La Cina, tramite i suoi conglomerati in parte pubblici e in parte privati (ma pur sempre a direzione pubblica) ha lanciato una vera e propria campagna d’acquisti in Europa. Le ragioni vengono illustrate con precisione dal Prof. Janghn Zen dell’Università di Londra in un saggio apparso nell’ultimo fascicolo del Journal of Common Market Studies: considerata per oltre un millennio un Paese a basso livello di sviluppo, il Celeste Impero ambisce a essere il “primo” tra i “grandi” e, dotata di grandi risorse finanziarie, ha lo strumento per acquisire tecnologia e management da chi li possiede.
Entrata nell’Organizzazione mondiale del commercio (Wto) nel 2001, la Cina collocò le sue esportazioni su numeri altissimi: qualcuno, correttamente, chiese di esplorare la possibilità di utilizzare gli strumenti giuridici che la Wto contempla in questi casi (per esempio, “market disruption as a result of rapidly increasing imports”), ma prevalse il sogno secondo cui la finanza cinese avrebbe contribuito alla crescita europea, senza farci perdere il primato tecnologico e manageriale. Lo sottolinea Dario Ciccarelli, attualmente alto funzionario del ministero dell’Economia e delle Finanze, nonché autore di saggi sul commercio internazionale e sull’Unione europea, ma in passato tra i negoziatori italiani presso la Wto: c’è uno strumento per cercare di opporsi o almeno di limitare il danno, Si tratta dell’accordo internazionale Trade-related investment measures. Esso parte integrante degli accordi della Wto. È da questo accordo che si deve partire se si vogliono davvero disciplinare gli investimenti cinesi.
L’accordo sottolinea che “dobbiamo riaffermare l’indiscussa primazìa del sistema commerciale multilaterale… All’avvio del sistema multilaterale di commercio internazionale, gli accordi preferenziali erano un’eccezione e la principale fonte di accordi preferenziali era la Comunità europea.
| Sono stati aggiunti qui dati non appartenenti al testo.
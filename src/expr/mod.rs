//! Expression evaluation over the evaluation context.
//!
//! Rule sets and captures may use a general expression language (CEL) in
//! place of condition lists: literals, member access, indexing, arithmetic,
//! comparisons, boolean logic, `in`, `has(...)`, list/map construction, and
//! the built-in `contains`/`size` predicates.
//!
//! # Caching & invalidation
//!
//! Compiling an expression is much more expensive than running it, so a
//! [`CachedEvaluator`] keeps one compiled program per expression text and
//! one set of variable bindings per context *version*. When the context's
//! version moves (a capture stored a new variable), the bindings are rebuilt
//! lazily on the next evaluation - newly added variables resolve without
//! "undeclared reference" errors, and untouched contexts pay nothing.
//!
//! # Evaluation modes
//!
//! - **Strict** ([`CachedEvaluator::evaluate_strict`]): parse *and* runtime
//!   errors surface as [`ExprError`].
//! - **Safe** ([`CachedEvaluator::evaluate_safe`]): parse errors still
//!   surface (they are config bugs), but runtime errors - missing key, null
//!   access, type mismatch - are captured on the returned [`SafeOutcome`]
//!   with a machine-readable [`EvalReason`], leaving policy to the caller.

mod convert;

use miette::Diagnostic;
use parking_lot::Mutex;
use rustc_hash::FxHashMap;
use serde::Serialize;
use serde_json::Value;
use std::fmt;
use std::sync::Arc;
use thiserror::Error;

use crate::context::EvaluationContext;
use crate::criteria::value_exists;

pub(crate) use convert::{cel_type_name, cel_to_json, json_to_cel};

/// Why an evaluation failed, as a short machine-readable tag.
#[derive(Clone, Copy, Debug, PartialEq, Eq, Serialize)]
#[serde(rename_all = "snake_case")]
pub enum EvalReason {
    FieldNotFound,
    NullAccess,
    TypeMismatch,
    ParseFailure,
    Other,
}

impl fmt::Display for EvalReason {
    fn fmt(&self, f: &mut fmt::Formatter<'_>) -> fmt::Result {
        let tag = match self {
            EvalReason::FieldNotFound => "field not found",
            EvalReason::NullAccess => "null value access",
            EvalReason::TypeMismatch => "type mismatch",
            EvalReason::ParseFailure => "parse error",
            EvalReason::Other => "evaluation error",
        };
        f.write_str(tag)
    }
}

/// Expression failure surfaced as an error (parse band always; runtime band
/// only in strict mode).
#[derive(Clone, Debug, Error, Diagnostic)]
pub enum ExprError {
    #[error("failed to parse expression {expression:?}: {message}")]
    #[diagnostic(
        code(hyperfleet::expr::parse),
        help("Expressions are validated at config load; fix the adapter config.")
    )]
    Parse { expression: String, message: String },

    #[error("expression {expression:?} failed: {message}")]
    #[diagnostic(code(hyperfleet::expr::execution))]
    Execution {
        expression: String,
        reason: EvalReason,
        message: String,
    },
}

impl ExprError {
    /// Reason tag for this failure.
    #[must_use]
    pub fn reason(&self) -> EvalReason {
        match self {
            ExprError::Parse { .. } => EvalReason::ParseFailure,
            ExprError::Execution { reason, .. } => *reason,
        }
    }
}

/// Safe-mode evaluation result.
#[derive(Clone, Debug, Serialize)]
pub struct SafeOutcome {
    /// Evaluated value (`Null` on runtime failure).
    pub value: Value,
    /// Boolean truth of the result: its own value for booleans, otherwise
    /// "present and non-empty".
    pub matched: bool,
    /// Type tag of the evaluated value.
    pub value_type: String,
    /// The expression as evaluated.
    pub expression: String,
    /// Runtime error message, when the evaluation failed.
    #[serde(skip_serializing_if = "Option::is_none")]
    pub error: Option<String>,
    /// Machine-readable failure tag, when the evaluation failed.
    #[serde(skip_serializing_if = "Option::is_none")]
    pub reason: Option<EvalReason>,
}

struct Bindings {
    version: u64,
    vars: Vec<(String, cel::Value)>,
}

/// Expression evaluator bound to one [`EvaluationContext`].
///
/// Cheap to clone the handle it wraps; the evaluator itself is kept per
/// event and shared behind the orchestrator.
pub struct CachedEvaluator {
    ctx: EvaluationContext,
    programs: Mutex<FxHashMap<String, Arc<cel::Program>>>,
    bindings: Mutex<Option<Arc<Bindings>>>,
}

impl CachedEvaluator {
    /// Creates an evaluator over `ctx`. Nothing is compiled until the first
    /// evaluation.
    #[must_use]
    pub fn new(ctx: EvaluationContext) -> Self {
        Self {
            ctx,
            programs: Mutex::new(FxHashMap::default()),
            bindings: Mutex::new(None),
        }
    }

    /// The context this evaluator reads from.
    #[must_use]
    pub fn context(&self) -> &EvaluationContext {
        &self.ctx
    }

    /// Strict evaluation: every failure is an error.
    pub fn evaluate_strict(&self, expression: &str) -> Result<Value, ExprError> {
        let program = self.program(expression)?;
        let bindings = self.current_bindings();
        let result = run(&program, &bindings).map_err(|err| ExprError::Execution {
            expression: expression.to_string(),
            reason: classify(&err),
            message: err,
        })?;
        Ok(cel_to_json(&result))
    }

    /// Safe evaluation: parse errors are errors, runtime errors land on the
    /// outcome.
    pub fn evaluate_safe(&self, expression: &str) -> Result<SafeOutcome, ExprError> {
        let program = self.program(expression)?;
        let bindings = self.current_bindings();
        match run(&program, &bindings) {
            Ok(result) => {
                let value = cel_to_json(&result);
                let matched = match &result {
                    cel::Value::Bool(b) => *b,
                    _ => value_exists(&value),
                };
                Ok(SafeOutcome {
                    matched,
                    value_type: cel_type_name(&result).to_string(),
                    value,
                    expression: expression.to_string(),
                    error: None,
                    reason: None,
                })
            }
            Err(message) => Ok(SafeOutcome {
                value: Value::Null,
                matched: false,
                value_type: "null".to_string(),
                expression: expression.to_string(),
                reason: Some(classify(&message)),
                error: Some(message),
            }),
        }
    }

    /// Evaluates a rule-set predicate: the result must be boolean-true for a
    /// match. Non-boolean results follow the `matched` convention.
    pub fn matches(&self, expression: &str) -> Result<bool, ExprError> {
        Ok(self.evaluate_safe(expression)?.matched)
    }

    fn program(&self, expression: &str) -> Result<Arc<cel::Program>, ExprError> {
        let mut programs = self.programs.lock();
        if let Some(found) = programs.get(expression) {
            return Ok(Arc::clone(found));
        }
        let compiled = cel::Program::compile(expression).map_err(|err| ExprError::Parse {
            expression: expression.to_string(),
            message: err.to_string(),
        })?;
        let program = Arc::new(compiled);
        programs.insert(expression.to_string(), Arc::clone(&program));
        Ok(program)
    }

    // Rebuild variable bindings iff the context version moved since the last
    // evaluation. This is what makes late-registered captures visible.
    fn current_bindings(&self) -> Arc<Bindings> {
        let version = self.ctx.version();
        let mut guard = self.bindings.lock();
        if let Some(bound) = guard.as_ref() {
            if bound.version == version {
                return Arc::clone(bound);
            }
        }
        let vars = self
            .ctx
            .snapshot()
            .into_iter()
            .map(|(name, value)| (name, json_to_cel(&value)))
            .collect();
        let rebuilt = Arc::new(Bindings { version, vars });
        *guard = Some(Arc::clone(&rebuilt));
        rebuilt
    }
}

fn run(program: &cel::Program, bindings: &Bindings) -> Result<cel::Value, String> {
    let mut context = cel::Context::default();
    for (name, value) in &bindings.vars {
        context.add_variable_from_value(name.clone(), value.clone());
    }
    program.execute(&context).map_err(|err| err.to_string())
}

// The engine classifies runtime failures by message shape; the underlying
// error type is version-sensitive while its messages are stable.
fn classify(message: &str) -> EvalReason {
    let lower = message.to_lowercase();
    if lower.contains("no such key") || lower.contains("undeclared reference") {
        EvalReason::FieldNotFound
    } else if lower.contains("null") {
        EvalReason::NullAccess
    } else if lower.contains("unexpected type")
        || lower.contains("not comparable")
        || lower.contains("unsupported")
    {
        EvalReason::TypeMismatch
    } else {
        EvalReason::Other
    }
}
La risposta alle iniziative preferenziali europee fu a quel tempo: il lancio dei round multilaterali per l’apertura degli scambi internazionale. Il rischio è un sistema commerciale internazionale caratterizzato da regole non più condivise da tutti, ma in cui i poveri e i deboli devono temere ‘un ritorno alla legge della giungla’. Stiamo ‘deglobalizzando’ il sistema commerciale internazionale?”, chiese Renato Ruggiero nel lontano 2005, quando rivestiva la carica di Direttore generale della Wto.
È domanda valida ancora oggi, perché la risposta alla globalizzazione (e a fenomeni come quello dell’assalto cinese alle imprese di punta europee) può venire soltanto dal diritto internazionale. Le norme ci sono, occorre applicarle bene. Ciccarelli aggiunge una notazione “tecnica”: gli organi Ue affermano che il diritto internazionale non ha rilevanza sul territorio degli Stati che aderiscono all’Ue (“è giurisprudenza costante che, tenuto conto della loro natura e della loro economia, gli accordi Wto non figurano in linea di principio tra le normative alla luce delle quali la Corte controlla la legittimità degli atti delle istituzioni comunitarie”, Corte di Giustizia Ue: sentenza 23 novembre 1999, causa C-149/96; ordinanza 2 maggio 2001, causa C-307/99; sentenze 12 marzo 2002, cause riunite C-27/00 e C-122/00; 9 gennaio 2003, causa C-76/00; 30 settembre 2003, causa C-93/02).
La Corte Costituzionale italiana ha risposto con chiarezza: “Nonostante il differente orientamento della giurisprudenza comunitaria, i protocolli di cui all’accordo Gatt (predecessore della Wto), grazie alle leggi di ratifica ed esecuzione, attribuiscono ai singoli diritti pienamente tutelabili dinanzi alla giurisdizione nazionale” (Tribunale di Napoli, 12 novembre 1984, Soc. Montedison C. Min. fin.).